La nuova primary care non può prescindere da un team multidisciplinare, da percorsi personalizzati e da strumenti di monitoraggio in remoto e telemedicina, che permettano al medico di famiglia e allo specialista di condividere in tempo reale i dati inerenti alla storia clinica del paziente. Secondo Marco Bosio, direttore generale dell’Asst Grande Ospedale Metropolitano Niguarda, gli strumenti per dare avvio ad un nuovo percorso strutturato ed evoluto per la gestione dei pazienti scompensati non mancano. L’esperto pensa a un modello che si basa su percorsi dedicati e che indirizza i pazienti in strutture dedicate e decentrate, utilizzando anche la telemedicina (televisita e telemonitoraggio).

Secondo Cittadinazattiva e Aisc (Associazione Italiana Scompensati Cardiaci) la definizione di un nuovo percorso di cura dovrà tenere conto anche delle condizioni sociosanitarie della persona con insufficienza cardiaca. Fondamentali in quest’ambito i medici di famiglia che, in Italia, gestiscono in media 250 pazienti ultrasettantenni. Sono proprio i medici di medicina generale a conoscere eventuali comorbidità dei pazienti e a sapere se vivono soli, magari in condizioni abitative precarie.

Nel nuovo modello di gestione dell’insufficienza cardiaca, sarà quindi proprio il medico di medicina generale ad essere il punto di riferimento principale di questi pazienti, semplificando anche le procedure di prenotazione di visite mediche e controlli di follow-up, in modo che non si sentano ‘persi’, specialmente dopo un ricovero in ospedale. Anche attraverso il confronto con gli specialisti di riferimento, a cominciare dal cardiologo e, poi, internista, diabetologo e geriatra, per pianificare controlli ed interventi extra, che esulino dal percorso stabilito a priori.

L’importanza di stabilire e mantenere, anche nella rete, un rapporto personale medico-paziente è stata ribadita anche da Nicola Montano, direttore di Medicina generale – immunologia e allergologia del Policlinico di Milano: “Sappiamo come le conseguenze della pandemia abbiano prodotto effetti deleteri sulla continuità di cura nei pazienti cronici. Definire precise tempistiche per i controlli di follow-up, a partire dal primo appuntamento già fissato al momento della dimissione fino a controlli più a lungo termine, è oggi quantomai fondamentale. Ecco perché la presa in carico del paziente con insufficienza cardiaca è un lavoro di squadra in cui la regia dev’essere affidata al medico di base, confidando anche nell’adozione di un modello di pianificazione efficace quale il Piano Assistenziale Individualizzato. Il ruolo del medico di medicina generale sarà sempre più centrale: dal monitoraggio dei dati del paziente al trade union con gli specialisti, in un’ottica di collaborazione e confronto, anche grazie al ricorso alla telemedicina con l’ausilio di altre figure professionali, come l’infermiere specializzato nello scompenso cardiaco o l’infermiere di famiglia”.

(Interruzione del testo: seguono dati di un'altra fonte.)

//! Terminal mode flags
//!
//! Set/reset via SM/RM (CSI h / CSI l) and their DEC private variants.

use serde::{Deserialize, Serialize};

/// Terminal mode flags
#[derive(Debug, Clone, Copy, PartialEq, Eq, Serialize, Deserialize)]
pub struct Modes {
    /// Insert mode (IRM, mode 4): printed characters shift existing cells
    pub insert: bool,
    /// Line feed/new line mode (LNM, mode 20): LF implies CR
    pub linefeed: bool,
    /// Application cursor keys (DECCKM, ?1)
    pub application_cursor: bool,
    /// Origin mode (DECOM, ?6): cursor addressing relative to scroll region
    pub origin: bool,
    /// Autowrap (DECAWM, ?7)
    pub wraparound: bool,
    /// Cursor visible (DECTCEM, ?25)
    pub cursor_visible: bool,
    /// Bracketed paste (?2004)
    pub bracketed_paste: bool,
    /// Application keypad (DECKPAM / DECKPNM)
    pub application_keypad: bool,
    /// Reverse video (DECSCNM, ?5)
    pub reverse_video: bool,
}

impl Default for Modes {
    fn default() -> Self {
        Self {
            insert: false,
            linefeed: false,
            application_cursor: false,
            origin: false,
            wraparound: true,
            cursor_visible: true,
            bracketed_paste: false,
            application_keypad: false,
            reverse_video: false,
        }
    }
}

impl Modes {
    pub fn reset(&mut self) {
        *self = Self::default();
    }
}
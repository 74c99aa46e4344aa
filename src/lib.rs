//! Quill Terminal Core
//!
//! A VT/xterm-compatible terminal emulator core, built around two tightly
//! coupled subsystems:
//!
//! - `parser`: a table-driven escape sequence parser turning a raw byte
//!   stream into typed dispatches (print, execute, CSI/OSC/DCS/ESC)
//! - `core`: the packed cell buffer model (cells, lines, scrollback,
//!   normal/alternate buffers) and the services that mutate it
//!
//! [`Terminal`] glues them together: it registers the default VT handler
//! set and owns the write path. Rendering, PTY plumbing and clipboard/OS
//! integration are intentionally out of scope; collaborators consume the
//! buffer state and events this crate produces.
//!
//! ```
//! use quill_terminal::{Terminal, TerminalOptions};
//!
//! let mut term = Terminal::new(TerminalOptions::default()).unwrap();
//! term.write_str("\x1b[1;31mhello\x1b[0m world");
//! assert_eq!(term.row_text(0), "hello world");
//! ```

pub mod config;
pub mod core;
pub mod error;
pub mod event;
pub mod parser;
pub mod terminal;

pub use config::TerminalOptions;
pub use error::Error;
pub use terminal::Terminal;
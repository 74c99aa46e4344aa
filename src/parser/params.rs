//! CSI/DCS parameter storage
//!
//! Accumulates the numeric parameters of a control sequence digit by digit.
//! Parameters are semicolon separated; an empty parameter resolves to 0
//! (zero default mode) while a separate "given" flag records whether digits
//! were actually seen, for handlers that must distinguish an explicit 0
//! from an omitted value. Colons introduce sub-parameters attached to the
//! preceding parameter; empty sub-parameters resolve to -1 (no ZDM).
//!
//! Storage is bounded: parameters past the limit are silently dropped for
//! the remainder of the sequence, and digit accumulation saturates, so
//! adversarial input cannot grow memory or overflow.

/// Maximum stored parameters per sequence
pub const MAX_PARAMS: usize = 32;
/// Maximum stored sub-parameters per sequence
pub const MAX_SUB_PARAMS: usize = 32;
/// Saturation bound for a single parameter value
pub const PARAM_VALUE_LIMIT: i32 = i32::MAX;

/// Parameter accumulator, reused across sequences
#[derive(Debug, Clone)]
pub struct Params {
    params: Vec<i32>,
    /// Bit per parameter: digits were explicitly present
    given: u32,
    sub_params: Vec<i32>,
    /// Sub-parameter range per parameter: (start, end) into `sub_params`
    sub_idx: Vec<(u8, u8)>,
    /// The last pushed value was a sub-parameter
    in_sub: bool,
    reject_digits: bool,
    reject_sub_digits: bool,
}

impl Default for Params {
    fn default() -> Self {
        Self::new()
    }
}

impl Params {
    pub fn new() -> Self {
        Self {
            params: Vec::with_capacity(MAX_PARAMS),
            given: 0,
            sub_params: Vec::with_capacity(MAX_SUB_PARAMS),
            sub_idx: Vec::with_capacity(MAX_PARAMS),
            in_sub: false,
            reject_digits: false,
            reject_sub_digits: false,
        }
    }

    /// Build from a test-friendly representation: top-level values with
    /// optional sub-parameter lists
    pub fn from_slices(values: &[(i32, &[i32])]) -> Self {
        let mut params = Params::new();
        for (value, subs) in values {
            params.add_param(*value);
            for sub in *subs {
                params.add_sub_param(*sub);
            }
        }
        params
    }

    pub fn reset(&mut self) {
        self.params.clear();
        self.given = 0;
        self.sub_params.clear();
        self.sub_idx.clear();
        self.in_sub = false;
        self.reject_digits = false;
        self.reject_sub_digits = false;
    }

    pub fn len(&self) -> usize {
        self.params.len()
    }

    pub fn is_empty(&self) -> bool {
        self.params.is_empty()
    }

    /// Start a new parameter (`;` or sequence start)
    pub fn add_param(&mut self, value: i32) {
        self.in_sub = false;
        if self.params.len() >= MAX_PARAMS {
            self.reject_digits = true;
            return;
        }
        let sub_end = self.sub_params.len() as u8;
        self.params.push(value);
        self.sub_idx.push((sub_end, sub_end));
    }

    /// Start a new sub-parameter attached to the current parameter (`:`)
    pub fn add_sub_param(&mut self, value: i32) {
        self.in_sub = true;
        if self.params.is_empty()
            || self.params.len() > MAX_PARAMS
            || self.sub_params.len() >= MAX_SUB_PARAMS
        {
            self.reject_sub_digits = true;
            return;
        }
        // sub-params must stay contiguous per parameter; the parser only
        // ever appends to the most recent one
        self.sub_params.push(value);
        if let Some(last) = self.sub_idx.last_mut() {
            last.1 += 1;
        }
    }

    /// Account one decimal digit to the current (sub-)parameter
    pub fn add_digit(&mut self, digit: u8) {
        debug_assert!(digit <= 9);
        if self.in_sub {
            if self.reject_sub_digits || self.reject_digits {
                return;
            }
            if let Some(last) = self.sub_params.last_mut() {
                *last = if *last < 0 {
                    digit as i32
                } else {
                    last.saturating_mul(10).saturating_add(digit as i32)
                };
            }
        } else {
            if self.reject_digits {
                return;
            }
            if let Some(last) = self.params.last_mut() {
                *last = last
                    .saturating_mul(10)
                    .saturating_add(digit as i32)
                    .min(PARAM_VALUE_LIMIT);
                let idx = self.params.len() - 1;
                if idx < 32 {
                    self.given |= 1 << idx;
                }
            }
        }
    }

    /// Parameter value, 0 for out-of-range indices
    pub fn get(&self, idx: usize) -> i32 {
        self.params.get(idx).copied().unwrap_or(0)
    }

    /// Parameter value with a default applied for 0/omitted (the common
    /// VT rule that a 0 or missing count means the default)
    pub fn get_or(&self, idx: usize, default: i32) -> i32 {
        match self.params.get(idx) {
            Some(&v) if v != 0 => v,
            _ => default,
        }
    }

    /// Whether digits were explicitly present for the parameter (an
    /// explicit `0` counts; a bare `;` does not)
    pub fn is_given(&self, idx: usize) -> bool {
        idx < 32 && self.given & (1 << idx) != 0
    }

    pub fn has_sub_params(&self, idx: usize) -> bool {
        self.sub_idx
            .get(idx)
            .map(|&(s, e)| e > s)
            .unwrap_or(false)
    }

    /// Sub-parameters attached to the parameter at `idx`
    pub fn sub_params(&self, idx: usize) -> &[i32] {
        match self.sub_idx.get(idx) {
            Some(&(s, e)) if e > s => &self.sub_params[s as usize..e as usize],
            _ => &[],
        }
    }

    /// Top-level values as a slice (sub-parameters not included)
    pub fn as_slice(&self) -> &[i32] {
        &self.params
    }

    /// Flatten to `(value, sub-parameters)` pairs for assertions
    pub fn to_pairs(&self) -> Vec<(i32, Vec<i32>)> {
        (0..self.len())
            .map(|i| (self.get(i), self.sub_params(i).to_vec()))
            .collect()
    }
}
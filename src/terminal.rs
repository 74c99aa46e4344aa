//! Terminal core
//!
//! Ties the escape sequence parser to the buffer model: registers the
//! default handler set (cursor movement, SGR, erase, scrolling, modes,
//! OSC/DCS commands) and owns the write path that feeds decoded input
//! through the parser. Each handler is a small mapping from parameters to
//! one buffer mutation; the heavy lifting lives in `core`.
//!
//! Everything runs on the caller's thread. A write is fully processed
//! before `write` returns; hosts that need to interleave rendering can
//! queue input and drain it in bounded slices via `process_pending`.

use tracing::debug;
use unicode_width::UnicodeWidthChar;

use crate::config::TerminalOptions;
use crate::core::attrs::{
    AttributeData, ExtendedAttrStore, ExtendedAttrs, UnderlineStyle, BG_DIM, BG_HAS_EXTENDED,
    BG_ITALIC, BG_OVERLINE, FG_BLINK, FG_BOLD, FG_INVERSE, FG_INVISIBLE, FG_STRIKETHROUGH,
    FG_UNDERLINE,
};
use crate::core::buffer::{Buffer, SavedCursor};
use crate::core::bufferset::{ActiveBuffer, BufferSet};
use crate::core::cell::Cell;
use crate::core::modes::Modes;
use crate::core::snapshot::Snapshot;
use crate::core::Color;
use crate::error::Error;
use crate::event::EventEmitter;
use crate::parser::machine::{ident, Parser};
use crate::parser::params::Params;
use crate::parser::utf8::Utf8Decoder;

/// Input processed per slice when draining the write queue
const WRITE_CHUNK: usize = 131_072;

/// Current pen: attributes applied to newly written cells
#[derive(Debug, Clone)]
struct Pen {
    attr: AttributeData,
    extended: ExtendedAttrs,
    /// Arena slot holding the pen's extended record; the pen keeps one
    /// reference, every written cell adds its own
    cached_ext: Option<u32>,
}

impl Default for Pen {
    fn default() -> Self {
        Self {
            attr: AttributeData::default(),
            extended: ExtendedAttrs::default(),
            cached_ext: None,
        }
    }
}

/// Events produced by the interpreter
#[derive(Debug, Default)]
pub struct Events {
    /// Window title changed (OSC 0/2)
    pub title: EventEmitter<String>,
    /// BEL received
    pub bell: EventEmitter<()>,
    /// Reply bytes for the host (DSR, DA, DECRQSS)
    pub data: EventEmitter<String>,
    /// OSC 52 clipboard payload ("selection;base64data")
    pub clipboard: EventEmitter<String>,
    /// Grid was resized to (cols, rows)
    pub resize: EventEmitter<(usize, usize)>,
    /// Cursor moved to (x, y) after a processed write
    pub cursor_move: EventEmitter<(usize, usize)>,
}

/// Handler context: the mutable terminal state every dispatch works on
pub(crate) struct Interp {
    bufs: BufferSet,
    ext: ExtendedAttrStore,
    pen: Pen,
    modes: Modes,
    title: String,
    events: Events,
    /// Last printed graphic character, for REP
    last_printed: Option<(char, u8)>,
    /// OSC 8 id/uri registry
    links: Vec<String>,
}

“Il progetto Orione.Ita è frutto di un approccio aperto e collaborativo tra tutti gli attori del sistema salute – commenta Gaia Panina, Chief Scientific Officer di Novartis Farma – Una gestione efficiente e sostenibile delle patologie croniche non può, infatti, più prescindere dalla condivisione di buone pratiche e competenze. Un percorso condiviso che, auspichiamo, possa tradursi presto in vantaggi concreti per la salute dei pazienti con insufficienza cardiaca in Lombardia e che possa diventare modello da applicare in futuro ad altre patologie croniche”.

Il progetto pilota per la città di Milano

Il decalogo delle buone pratiche cliniche sarà la base dello sviluppo di un progetto pilota in un’area della Lombardia. L’iniziativa favorirà l’integrazione ospedale-territorio e prevederà un percorso personalizzato di presa in carico del paziente. Gli elementi chiave saranno proprio una chiara identificazione e stratificazione del rischio, la definizione dei riferimenti di invio allo specialista o al territorio, una nuova modalità di follow-up e l’introduzione del monitoraggio da remoto.